Plötzlich stand die Feuerwehr vor der Tür
Beim Swatting täuscht jemand einen Notfall vor und schickt anderen Einsatzkräfte ins Haus. In Bayern landete ein Täter vor Gericht.
Der „Drachenlord“ist live auf YouTube und er ist wütend. Einen Moment zuvor war der junge Mann aufgestanden und hinausgegangen, es hatte an der Tür geklingelt. Jetzt kommt er wieder vor die Kamera. „Ihr lieben Hater“, schreit er. „Die haben jetzt hier einen Großalarm ausgerufen, wegen Brand. Ihr glaubt doch nicht, dass ihr damit davonkommt?“Der „Drachenlord“sollte recht behalten. Sein Fall landete als erster dieser Art in Deutschland vor Gericht.

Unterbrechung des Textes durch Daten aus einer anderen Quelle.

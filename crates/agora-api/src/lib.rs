pub mod auth;
pub mod config;
pub mod contact;
pub mod error;
pub mod google;
pub mod intelligence;
pub mod journal;
pub mod projects;
pub mod routes;
pub mod session;
pub mod state;
use axum::{Json, extract::State, response::IntoResponse};

use agora_types::api::IntelligenceSummary;

use crate::error::ApiError;
use crate::state::AppState;

/// GET /api/intelligence: activity over the last seven days.
pub async fn summary(State(state): State<AppState>) -> Result<impl IntoResponse, ApiError> {
    let (active_projects, recent_votes) = state.run_db(|db| db.recent_activity()).await?;

    Ok(Json(IntelligenceSummary {
        active_projects,
        recent_votes,
    }))
}
use anyhow::{Context, Result};
use rusqlite::{Connection, OptionalExtension};
use tracing::{debug, info};

/// A named schema change. Names sort in application order and are recorded
/// in the `migrations` table once applied.
pub struct Migration {
    pub name: &'static str,
    pub sql: &'static str,
}

pub const MIGRATIONS: &[Migration] = &[
    Migration {
        name: "001_init_schema",
        sql: "
        CREATE TABLE IF NOT EXISTS users (
            id              INTEGER PRIMARY KEY AUTOINCREMENT,
            email           TEXT NOT NULL UNIQUE,
            display_name    TEXT NOT NULL,
            created_at      TEXT NOT NULL DEFAULT (datetime('now')),
            is_active       INTEGER
        );

        CREATE TABLE IF NOT EXISTS projects (
            id                  INTEGER PRIMARY KEY AUTOINCREMENT,
            user_id             INTEGER REFERENCES users(id) ON DELETE SET NULL,
            name                TEXT NOT NULL,
            description         TEXT NOT NULL,
            involvement_sought  TEXT,
            created_at          TEXT NOT NULL DEFAULT (datetime('now')),
            is_active           INTEGER
        );

        CREATE INDEX IF NOT EXISTS idx_projects_owner
            ON projects(user_id, created_at);

        CREATE TABLE IF NOT EXISTS journal_entries (
            id          INTEGER PRIMARY KEY AUTOINCREMENT,
            user_id     INTEGER REFERENCES users(id) ON DELETE SET NULL,
            title       TEXT NOT NULL,
            body        TEXT NOT NULL,
            created_at  TEXT NOT NULL DEFAULT (datetime('now'))
        );

        CREATE INDEX IF NOT EXISTS idx_journal_entries_created
            ON journal_entries(created_at, id);

        CREATE TABLE IF NOT EXISTS contact_messages (
            id                  INTEGER PRIMARY KEY AUTOINCREMENT,
            sender_user_id      INTEGER REFERENCES users(id) ON DELETE SET NULL,
            recipient_user_id   INTEGER REFERENCES users(id) ON DELETE SET NULL,
            project_id          INTEGER REFERENCES projects(id) ON DELETE SET NULL,
            body                TEXT NOT NULL,
            created_at          TEXT NOT NULL DEFAULT (datetime('now')),
            is_active           INTEGER
        );

        CREATE INDEX IF NOT EXISTS idx_contact_messages_recipient
            ON contact_messages(recipient_user_id, created_at);

        CREATE TABLE IF NOT EXISTS project_votes (
            id          INTEGER PRIMARY KEY AUTOINCREMENT,
            project_id  INTEGER NOT NULL REFERENCES projects(id) ON DELETE CASCADE,
            user_id     INTEGER NOT NULL REFERENCES users(id) ON DELETE CASCADE,
            created_at  TEXT NOT NULL DEFAULT (datetime('now')),
            UNIQUE(project_id, user_id)
        );

        CREATE INDEX IF NOT EXISTS idx_project_votes_created
            ON project_votes(project_id, created_at);
        ",
    },
    Migration {
        name: "002_sessions",
        sql: "
        CREATE TABLE IF NOT EXISTS sessions (
            id           TEXT PRIMARY KEY,
            user_id      INTEGER REFERENCES users(id) ON DELETE CASCADE,
            oauth_state  TEXT,
            created_at   TEXT NOT NULL DEFAULT (datetime('now'))
        );
        ",
    },
];

pub fn run(conn: &mut Connection) -> Result<()> {
    apply(conn, MIGRATIONS)
}

/// Apply every migration in `migrations` that has not been recorded yet.
///
/// Each one runs in its own transaction together with its bookkeeping row,
/// so a failure rolls back only that migration and stops the run; the ones
/// before it stay applied.
pub fn apply(conn: &mut Connection, migrations: &[Migration]) -> Result<()> {
    conn.execute_batch(
        "CREATE TABLE IF NOT EXISTS migrations (
            id          INTEGER PRIMARY KEY AUTOINCREMENT,
            name        TEXT NOT NULL UNIQUE,
            applied_at  TEXT NOT NULL DEFAULT (datetime('now'))
        );",
    )?;

    let mut applied = 0;
    for migration in migrations {
        let already: Option<i64> = conn
            .query_row(
                "SELECT id FROM migrations WHERE name = ?1",
                [migration.name],
                |row| row.get(0),
            )
            .optional()?;
        if already.is_some() {
            debug!("Migration {} already applied", migration.name);
            continue;
        }

        info!("Applying migration: {}", migration.name);
        let tx = conn.transaction()?;
        tx.execute_batch(migration.sql)
            .with_context(|| format!("migration {} failed", migration.name))?;
        tx.execute("INSERT INTO migrations (name) VALUES (?1)", [migration.name])?;
        tx.commit()?;
        applied += 1;
    }

    info!("Database migrations complete ({} applied)", applied);
    Ok(())
}

pub fn applied_names(conn: &Connection) -> Result<Vec<String>> {
    let mut stmt = conn.prepare("SELECT name FROM migrations ORDER BY name")?;
    let names = stmt
        .query_map([], |row| row.get(0))?
        .collect::<std::result::Result<Vec<String>, _>>()?;
    Ok(names)
}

Der Franke wurde das Opfer von Swatting – bei ihm brennt es in dieser Nacht gar nicht. Beim Swatting täuscht jemand einen Notfall vor und schickt anderen die Polizei ins Haus. Der Begriff kommt von SWAT, der amerikanischen Einheit „Special Weapons and Tactics“.
Im Juli 2015 rasten 110 Feuerwehrleute in 20 Wagen, zwei Streifenwagen und zwei Rettungswagen zu dem Haus in Mittelfranken, in dem der „Drachenlord“wohnt – in einem Ort mit etwa 50 Einwohnern. Der Mann, der auf der Videoplattform YouTube unter seinem Nutzernamen rund 41.000 Menschen um sich versammelt, mag Aufmerksamkeit. Im Internet. Von der Aufregung im Dorf war er „entsprechend mitgenommen“, sagt Staatsanwältin Andrea Reuß.
Sie arbeitet bei der Zentralstelle Cybercrime Bayern (ZCB), der Spezial-Staatsanwaltschaft für Internetkriminalität in Bamberg. Reuß hat in dem Fall ermittelt – und zum ersten Mal bundesweit einen Swatting-Täter vor Gericht gebracht. Der 25-Jährige wurde zu drei Jahren und fünf Monaten Haft verurteilt, unter anderem auch wegen des Missbrauchs von Notrufen, aber auch wegen anderer Straftaten. Aber in Deutschland gebe es nur wenige Fälle dieses Ausmaßes, heißt es. Denn hier schaue erst eine Streife vorbei, bevor ein Sonderkommando ausrücke.
Der „Drachenlord“zeigt sich manchmal auch live im Internet. Dabei zieht er mitunter Hass auf sich. Jener Zuschauer, der ihm damals die Rettungskräfte auf den Hals hetzte, war gerne im anonymen Teil des Internets aktiv – und nutzte es auch für andere illegale Aktivitäten: Volksverhetzung, Verbreitung von Kinderund Tierpornografie oder Ausspähen von Daten.
Den 25-Jährigen reizte es in jener Nacht wohl auch zu sehen, wie sich „Drachenlord“ärgert. Wie Staatsanwältin Reuß die Vorwürfe gegen ihn bestätigt hat, sagt sie nicht. Ihre Anklage war so gut ausgearbeitet, dass auch der Anwalt des Swatters sie lobt. Täter wie sein Mandant könnten ihre Taten verschleiern, und zwar gut, sagt Martin Gelbricht. Der Mann sei erwischt worden, da er im Netz damit geprahlt habe. „Man hat hier einen Tätertypus, der aus einem vermeintlich sicheren Umfeld heraus – sprich von zu Hause – mit technischem Know-how an einem wildfremden Ort anderen Leuten schadet“, erläutert Gelbricht.
Der Richter findet in seiner Urteilsbegründung im Dezember eine wortgewaltige Antwort: Es sei erschreckend, wie jemand andere Leute mobbt, beleidigt und ihre Existenz gefährdet, nur damit er selbst einmal kräftig lachen könne.